* **Assignment**
Would you copy each line of the data below that has "readers"?

Saved entries
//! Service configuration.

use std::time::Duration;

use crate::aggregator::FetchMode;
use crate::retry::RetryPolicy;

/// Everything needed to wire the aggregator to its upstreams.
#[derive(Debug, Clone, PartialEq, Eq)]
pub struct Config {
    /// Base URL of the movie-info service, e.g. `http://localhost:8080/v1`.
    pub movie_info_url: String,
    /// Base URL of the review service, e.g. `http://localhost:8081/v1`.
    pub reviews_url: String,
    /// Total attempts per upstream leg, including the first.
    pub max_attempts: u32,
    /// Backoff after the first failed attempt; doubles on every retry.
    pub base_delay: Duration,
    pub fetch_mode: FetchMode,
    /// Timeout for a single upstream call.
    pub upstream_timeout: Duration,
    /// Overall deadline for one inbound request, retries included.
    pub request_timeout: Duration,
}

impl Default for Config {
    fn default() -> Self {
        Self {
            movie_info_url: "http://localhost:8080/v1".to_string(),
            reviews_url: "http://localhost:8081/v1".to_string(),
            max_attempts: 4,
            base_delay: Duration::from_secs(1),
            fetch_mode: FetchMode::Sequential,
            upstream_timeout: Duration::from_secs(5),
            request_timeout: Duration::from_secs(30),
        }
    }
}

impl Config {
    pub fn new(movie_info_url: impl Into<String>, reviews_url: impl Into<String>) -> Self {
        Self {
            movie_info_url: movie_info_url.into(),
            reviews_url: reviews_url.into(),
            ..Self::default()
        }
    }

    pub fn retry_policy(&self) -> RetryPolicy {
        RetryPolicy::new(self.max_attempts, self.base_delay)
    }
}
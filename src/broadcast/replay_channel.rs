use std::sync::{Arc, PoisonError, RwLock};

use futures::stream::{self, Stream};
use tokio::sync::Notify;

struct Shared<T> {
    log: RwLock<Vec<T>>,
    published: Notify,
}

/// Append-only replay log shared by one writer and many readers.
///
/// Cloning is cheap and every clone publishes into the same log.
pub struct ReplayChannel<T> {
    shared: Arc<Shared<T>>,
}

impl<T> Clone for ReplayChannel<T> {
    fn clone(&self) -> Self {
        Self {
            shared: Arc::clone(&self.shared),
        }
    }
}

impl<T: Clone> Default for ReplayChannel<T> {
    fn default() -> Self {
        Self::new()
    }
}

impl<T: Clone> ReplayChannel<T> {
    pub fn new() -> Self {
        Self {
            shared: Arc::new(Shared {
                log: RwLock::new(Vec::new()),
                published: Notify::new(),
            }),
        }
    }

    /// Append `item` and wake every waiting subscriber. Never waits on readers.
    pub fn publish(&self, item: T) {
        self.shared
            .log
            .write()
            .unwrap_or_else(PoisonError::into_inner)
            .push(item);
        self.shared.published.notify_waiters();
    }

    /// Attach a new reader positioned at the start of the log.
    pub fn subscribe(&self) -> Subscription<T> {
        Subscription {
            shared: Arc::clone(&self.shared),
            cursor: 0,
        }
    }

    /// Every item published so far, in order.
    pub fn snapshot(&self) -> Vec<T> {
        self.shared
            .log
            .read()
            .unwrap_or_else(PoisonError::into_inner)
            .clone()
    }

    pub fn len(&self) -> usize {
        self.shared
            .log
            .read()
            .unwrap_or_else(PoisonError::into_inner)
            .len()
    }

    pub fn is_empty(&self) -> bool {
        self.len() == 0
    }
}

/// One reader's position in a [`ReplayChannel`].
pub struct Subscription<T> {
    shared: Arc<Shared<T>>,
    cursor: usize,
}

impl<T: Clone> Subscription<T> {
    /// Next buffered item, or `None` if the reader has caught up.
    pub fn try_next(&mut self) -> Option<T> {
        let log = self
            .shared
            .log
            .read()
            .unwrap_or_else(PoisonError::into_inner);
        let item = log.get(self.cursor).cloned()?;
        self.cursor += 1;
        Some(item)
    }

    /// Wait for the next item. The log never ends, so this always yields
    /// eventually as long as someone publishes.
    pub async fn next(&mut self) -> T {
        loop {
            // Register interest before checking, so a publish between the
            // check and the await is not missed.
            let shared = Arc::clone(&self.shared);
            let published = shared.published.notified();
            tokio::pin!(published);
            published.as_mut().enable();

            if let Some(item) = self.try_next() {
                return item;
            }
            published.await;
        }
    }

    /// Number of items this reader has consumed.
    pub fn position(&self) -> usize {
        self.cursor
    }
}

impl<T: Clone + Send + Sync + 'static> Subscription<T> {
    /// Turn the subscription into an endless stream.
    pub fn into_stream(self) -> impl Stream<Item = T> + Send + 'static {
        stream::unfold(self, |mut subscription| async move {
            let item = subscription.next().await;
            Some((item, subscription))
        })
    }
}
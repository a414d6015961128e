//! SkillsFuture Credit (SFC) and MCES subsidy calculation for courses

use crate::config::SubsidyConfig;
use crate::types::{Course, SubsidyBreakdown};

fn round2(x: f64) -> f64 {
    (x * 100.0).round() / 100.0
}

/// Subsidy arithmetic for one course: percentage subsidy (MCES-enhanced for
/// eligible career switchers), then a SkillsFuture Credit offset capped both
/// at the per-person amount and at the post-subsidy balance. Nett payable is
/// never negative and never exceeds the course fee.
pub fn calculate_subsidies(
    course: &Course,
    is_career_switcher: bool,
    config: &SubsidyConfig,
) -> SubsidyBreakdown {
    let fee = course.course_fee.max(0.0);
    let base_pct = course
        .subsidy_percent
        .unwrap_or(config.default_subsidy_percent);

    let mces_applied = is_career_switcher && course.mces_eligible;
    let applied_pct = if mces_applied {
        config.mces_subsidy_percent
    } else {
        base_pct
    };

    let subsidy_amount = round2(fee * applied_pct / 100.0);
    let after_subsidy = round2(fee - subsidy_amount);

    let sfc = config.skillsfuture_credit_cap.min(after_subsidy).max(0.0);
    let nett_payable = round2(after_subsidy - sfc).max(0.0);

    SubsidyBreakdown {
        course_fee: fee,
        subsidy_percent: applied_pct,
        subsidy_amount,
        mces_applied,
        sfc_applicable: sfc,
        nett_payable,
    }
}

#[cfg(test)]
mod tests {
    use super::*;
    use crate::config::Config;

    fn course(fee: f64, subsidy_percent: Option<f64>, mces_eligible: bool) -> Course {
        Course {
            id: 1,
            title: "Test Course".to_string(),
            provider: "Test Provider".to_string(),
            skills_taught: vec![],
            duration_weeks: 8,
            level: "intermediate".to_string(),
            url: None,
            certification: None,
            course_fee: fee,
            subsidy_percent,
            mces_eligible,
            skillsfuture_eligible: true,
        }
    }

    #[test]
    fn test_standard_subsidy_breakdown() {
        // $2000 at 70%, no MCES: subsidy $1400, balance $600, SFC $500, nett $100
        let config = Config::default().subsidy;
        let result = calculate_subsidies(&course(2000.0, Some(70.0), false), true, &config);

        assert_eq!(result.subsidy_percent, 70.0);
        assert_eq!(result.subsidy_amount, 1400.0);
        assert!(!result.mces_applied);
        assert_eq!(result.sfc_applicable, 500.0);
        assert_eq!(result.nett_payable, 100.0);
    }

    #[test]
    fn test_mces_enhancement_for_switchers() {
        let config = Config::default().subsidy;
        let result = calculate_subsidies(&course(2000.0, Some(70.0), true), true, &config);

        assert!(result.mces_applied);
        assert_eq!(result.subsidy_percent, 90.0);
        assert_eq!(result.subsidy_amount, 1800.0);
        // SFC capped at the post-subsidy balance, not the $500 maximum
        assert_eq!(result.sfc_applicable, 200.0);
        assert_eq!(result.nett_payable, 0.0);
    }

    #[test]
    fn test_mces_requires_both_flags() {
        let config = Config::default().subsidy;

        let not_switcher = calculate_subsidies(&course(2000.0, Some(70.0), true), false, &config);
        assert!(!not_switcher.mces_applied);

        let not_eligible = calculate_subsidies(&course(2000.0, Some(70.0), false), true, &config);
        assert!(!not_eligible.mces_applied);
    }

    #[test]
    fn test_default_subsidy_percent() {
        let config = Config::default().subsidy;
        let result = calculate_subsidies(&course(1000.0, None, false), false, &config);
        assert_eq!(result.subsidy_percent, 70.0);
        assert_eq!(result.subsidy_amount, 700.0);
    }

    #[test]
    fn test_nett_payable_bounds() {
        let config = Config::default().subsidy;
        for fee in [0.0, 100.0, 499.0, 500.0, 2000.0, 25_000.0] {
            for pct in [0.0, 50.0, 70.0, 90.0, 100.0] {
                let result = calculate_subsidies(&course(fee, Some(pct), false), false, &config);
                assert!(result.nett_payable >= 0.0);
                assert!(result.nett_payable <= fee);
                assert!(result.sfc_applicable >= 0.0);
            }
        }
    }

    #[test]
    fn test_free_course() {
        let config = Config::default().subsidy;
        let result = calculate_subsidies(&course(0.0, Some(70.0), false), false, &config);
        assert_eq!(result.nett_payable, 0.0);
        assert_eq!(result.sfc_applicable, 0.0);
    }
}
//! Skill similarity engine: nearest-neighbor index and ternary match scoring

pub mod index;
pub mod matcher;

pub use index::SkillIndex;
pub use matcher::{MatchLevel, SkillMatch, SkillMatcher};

* **Task response**
/// Append-only replay log shared by one writer and many readers.
    /// Append `item` and wake every waiting subscriber. Never waits on readers.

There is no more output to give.